Frontline NHS staff working in the north have become the first people in Cymru to receive their Covid-19 booster vaccines, as the programme started in today (Thursday 16 September).
Betsi Cadwaladr University Health Board began to offer its staff the booster vaccine just days after the Joint Committee on Vaccination and Immunisation (JCVI) issued its final advice about the autumn booster programme.
Cwm Taf Morgannwg University Health Board will begin its booster vaccination programme on Saturday, starting with care home residents.
Bae Abertawe, Hywel Dda, Aneurin Bevan, Caerdydd a'r Fro and Powys health boards have all confirmed they will begin offering the booster vaccine to care home residents and healthcare staff from Monday (20th September).
Health Minister Eluned Morgan confirmed Cymru has accepted the JCVI’s advice to offer all over 50s, frontline health and social care workers, and people with underlying health conditions—people in priority groups one to nine—a booster dose of the Covid-19 vaccine.
Booster vaccination for other adults will be considered by the JCVI at a later date.
Letters inviting 12 to 15-year-olds to have a single dose of the Pfizer vaccine will begin to be issued next week and the first vaccines are expected to be administered from 4 October.
All vaccines will be delivered either in care homes, in mass vaccination centres, hospitals or GP surgeries. People will be advised where their vaccination will take place when invited.

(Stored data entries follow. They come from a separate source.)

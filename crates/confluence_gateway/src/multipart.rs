//! Minimal `multipart/form-data` encoder for the upload endpoint.
//!
//! ureq ships no multipart support, so the body is assembled by hand: one
//! file part per occupied slot, named `file1`..`file5`.

/// A single file attachment.
#[derive(Debug, Clone, PartialEq, Eq)]
pub struct Part {
    /// Form field name, e.g. `file3`.
    pub name: String,
    /// Original file name, forwarded so the service can keep the extension.
    pub filename: String,
    pub data: Vec<u8>,
}

/// Encode `parts` into a multipart body with the given boundary. Returns the
/// `Content-Type` header value and the raw body bytes.
pub fn encode(boundary: &str, parts: &[Part]) -> (String, Vec<u8>) {
    let mut body = Vec::new();
    for part in parts {
        body.extend_from_slice(format!("--{boundary}\r\n").as_bytes());
        body.extend_from_slice(
            format!(
                "Content-Disposition: form-data; name=\"{}\"; filename=\"{}\"\r\n",
                part.name, part.filename
            )
            .as_bytes(),
        );
        body.extend_from_slice(b"Content-Type: application/octet-stream\r\n\r\n");
        body.extend_from_slice(&part.data);
        body.extend_from_slice(b"\r\n");
    }
    body.extend_from_slice(format!("--{boundary}--\r\n").as_bytes());

    let content_type = format!("multipart/form-data; boundary={boundary}");
    (content_type, body)
}
pub mod client;
pub mod error;
pub mod multipart;

pub use client::{DurationsResponse, RenderDetails, RenderReport, ServiceClient, UploadResponse};
pub use error::{GatewayError, Result};
pub mod error;
pub mod payload;
pub mod registry;
pub mod resolver;
pub mod types;

pub use error::{CoreError, Result};
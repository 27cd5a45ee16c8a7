use thiserror::Error;

#[derive(Debug, Error)]
pub enum GatewayError {
    /// Input-absent advisory: nothing selected, nothing sent, no state change.
    #[error("no files selected for upload")]
    NoFiles,

    #[error("invalid track slot: {0} (slots are 1..=5)")]
    InvalidSlot(usize),

    /// The service refused the request. `message` is surfaced verbatim.
    #[error("service rejected the request (HTTP {status}): {message}")]
    Rejected { status: u16, message: String },

    #[error("malformed response: {0}")]
    MalformedResponse(String),

    #[error("transport error: {0}")]
    Transport(String),

    #[error("IO error: {0}")]
    Io(#[from] std::io::Error),
}

pub type Result<T> = std::result::Result<T, GatewayError>;
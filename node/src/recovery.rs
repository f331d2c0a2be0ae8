//! Finds requests stuck in `processing` after a worker died and either
//! requeues them or gives up on them.

use std::sync::Arc;
use std::time::Duration;

use anyhow::Result;
use chrono::Utc;
use tracing::{debug, error, info, warn};

use crate::error::StoreError;
use crate::models::{Job, RequestStatus, Service};
use crate::store::StateStore;

pub const TIMEOUT_REASON: &str = "recovery: processing timeout exceeded";

#[derive(Clone, Copy, Debug, Default, PartialEq, Eq)]
pub struct SweepReport {
    pub requeued: usize,
    pub failed: usize,
}

pub struct RecoverySweeper {
    store: Arc<dyn StateStore>,
    services: Vec<Service>,
    timeout: Duration,
    max_requeues: u32,
}

impl RecoverySweeper {
    pub fn new(
        store: Arc<dyn StateStore>,
        services: Vec<Service>,
        timeout: Duration,
        max_requeues: u32,
    ) -> Self {
        Self {
            store,
            services,
            timeout,
            max_requeues,
        }
    }

    pub async fn run(self) -> Result<()> {
        let period = (self.timeout / 2).max(Duration::from_secs(1));
        info!(timeout_secs = self.timeout.as_secs(), max_requeues = self.max_requeues, "recovery sweeper started");

        let mut ticker = tokio::time::interval(period);
        loop {
            ticker.tick().await;
            match self.sweep_once().await {
                Ok(report) if report.requeued + report.failed > 0 => {
                    info!(requeued = report.requeued, failed = report.failed, "recovery sweep")
                }
                Ok(_) => debug!("recovery sweep found nothing"),
                Err(err) => error!(error = %err, "recovery sweep failed"),
            }
        }
    }

    /// Requeue or fail every request that has been processing for longer
    /// than the timeout. Requests already handed to the reporter belong to
    /// it and are left alone.
    pub async fn sweep_once(&self) -> Result<SweepReport, StoreError> {
        let timeout = chrono::Duration::from_std(self.timeout)
            .unwrap_or_else(|_| chrono::Duration::days(36_500));
        let cutoff = Utc::now() - timeout;
        let mut report = SweepReport::default();

        for &service in &self.services {
            for state in self.store.stale_processing(service, cutoff).await? {
                if state.reporter_enqueued {
                    continue;
                }
                let request_id = state.request_id.as_str();

                if let Some(request) = state
                    .request
                    .as_ref()
                    .filter(|_| state.requeue_count < self.max_requeues)
                {
                    let job = Job::new(request_id, request)?;
                    if self
                        .store
                        .requeue(service, request_id, self.max_requeues, job)
                        .await?
                    {
                        warn!(%service, request_id, requeue_count = state.requeue_count + 1, "stuck request requeued");
                        report.requeued += 1;
                    }
                    continue;
                }

                if self
                    .store
                    .transition(
                        service,
                        request_id,
                        RequestStatus::Processing,
                        RequestStatus::Failed,
                        Some(TIMEOUT_REASON.to_string()),
                    )
                    .await?
                {
                    error!(%service, request_id, "request failed after processing timeout");
                    report.failed += 1;
                }
            }
        }
        Ok(report)
    }
}
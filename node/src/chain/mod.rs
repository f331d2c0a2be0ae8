//! Access to an EVM chain: reading logs and state, and submitting signed
//! transactions.

pub mod abi;
pub mod rpc;
pub mod signer;

use alloy_primitives::{Address, Bytes, B256};
use async_trait::async_trait;
use serde::{Deserialize, Serialize};

use crate::error::ChainError;

pub use rpc::JsonRpcClient;
pub use signer::{legacy_transaction, SignedTransaction, Wallet};

/// A log entry as returned by `eth_getLogs`.
#[derive(Clone, Debug, PartialEq, Eq, Serialize, Deserialize)]
#[serde(rename_all = "camelCase")]
pub struct Log {
    pub address: Address,
    pub topics: Vec<B256>,
    pub data: Bytes,
    pub block_number: u64,
    pub block_hash: B256,
    pub log_index: u64,
    pub transaction_hash: B256,
}

/// Logs emitted by any of `addresses` whose first topic is one of `topics`,
/// within an inclusive block range.
#[derive(Clone, Debug, PartialEq, Eq)]
pub struct LogFilter {
    pub addresses: Vec<Address>,
    pub topics: Vec<B256>,
    pub from_block: u64,
    pub to_block: u64,
}

#[derive(Clone, Debug, PartialEq, Eq, Serialize, Deserialize)]
#[serde(rename_all = "camelCase")]
pub struct Receipt {
    pub transaction_hash: B256,
    pub block_number: u64,
    pub success: bool,
}

/// What the reporter asks to have signed and sent.
#[derive(Clone, Debug, PartialEq, Eq, Serialize, Deserialize)]
#[serde(rename_all = "camelCase")]
pub struct TransactionRequest {
    pub to: Address,
    pub data: Bytes,
    pub gas_limit: u64,
}

#[async_trait]
pub trait ChainClient: Send + Sync {
    async fn block_number(&self) -> Result<u64, ChainError>;

    async fn get_logs(&self, filter: &LogFilter) -> Result<Vec<Log>, ChainError>;

    /// `eth_call` against the latest block.
    async fn call(&self, to: Address, data: Bytes) -> Result<Bytes, ChainError>;

    /// Nonce for the next transaction from `address`, counting pending ones.
    async fn transaction_count(&self, address: Address) -> Result<u64, ChainError>;

    async fn gas_price(&self) -> Result<u128, ChainError>;

    async fn send_raw_transaction(&self, raw: Bytes) -> Result<B256, ChainError>;

    async fn transaction_receipt(&self, hash: B256) -> Result<Option<Receipt>, ChainError>;
}
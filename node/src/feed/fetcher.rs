use std::time::Duration;

use async_trait::async_trait;
use reqwest::Client;
use serde_json::Value;
use tracing::debug;

use crate::error::FetchError;

/// Where raw values come from. The node uses HTTP; tests substitute fixtures.
#[async_trait]
pub trait DataSource: Send + Sync {
    async fn fetch(&self, url: &str) -> Result<Value, FetchError>;
}

pub struct HttpFetcher {
    http: Client,
}

impl HttpFetcher {
    pub fn new(timeout: Duration) -> Result<Self, FetchError> {
        let http = Client::builder().timeout(timeout).build()?;
        Ok(Self { http })
    }
}

#[async_trait]
impl DataSource for HttpFetcher {
    async fn fetch(&self, url: &str) -> Result<Value, FetchError> {
        debug!(url, "fetching data source");
        let response = self.http.get(url).send().await?;
        let status = response.status();
        if !status.is_success() {
            return Err(FetchError::Status(status.as_u16()));
        }
        Ok(response.json::<Value>().await?)
    }
}
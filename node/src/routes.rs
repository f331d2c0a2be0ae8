//! Route definitions for the node API

use axum::{routing::get, Router};
use tower_http::trace::TraceLayer;

use crate::app_state::AppState;
use crate::handlers::*;

// Request state routes
pub fn request_routes() -> Router<AppState> {
    Router::new()
        .route("/api/requests/:service", get(list_requests))
        .route("/api/requests/:service/:request_id", get(get_request))
}

// Data feed routes
pub fn feed_routes() -> Router<AppState> {
    Router::new().route("/api/feeds/:aggregator_id", get(get_feed))
}

/// The full API router.
pub fn app(state: AppState) -> Router {
    Router::new()
        .route("/health", get(health_check))
        .merge(request_routes())
        .merge(feed_routes())
        .layer(TraceLayer::new_for_http())
        .with_state(state)
}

Eluned Morgan, Minister for Health and Social Services, said: “Wales’ vaccination programme has been world leading and we have been working with the NHS to deliver the autumn booster safely and efficiently.
“I would urge all those who are eligible for a booster take up the offer when they are called for an appointment, as there is the possibility of reduced immunity from their earlier doses of the vaccine as time passes.
“If you haven’t had the first dose of the vaccine yet, it’s not too late. I encourage anyone who has not yet taken up their offer to do so.”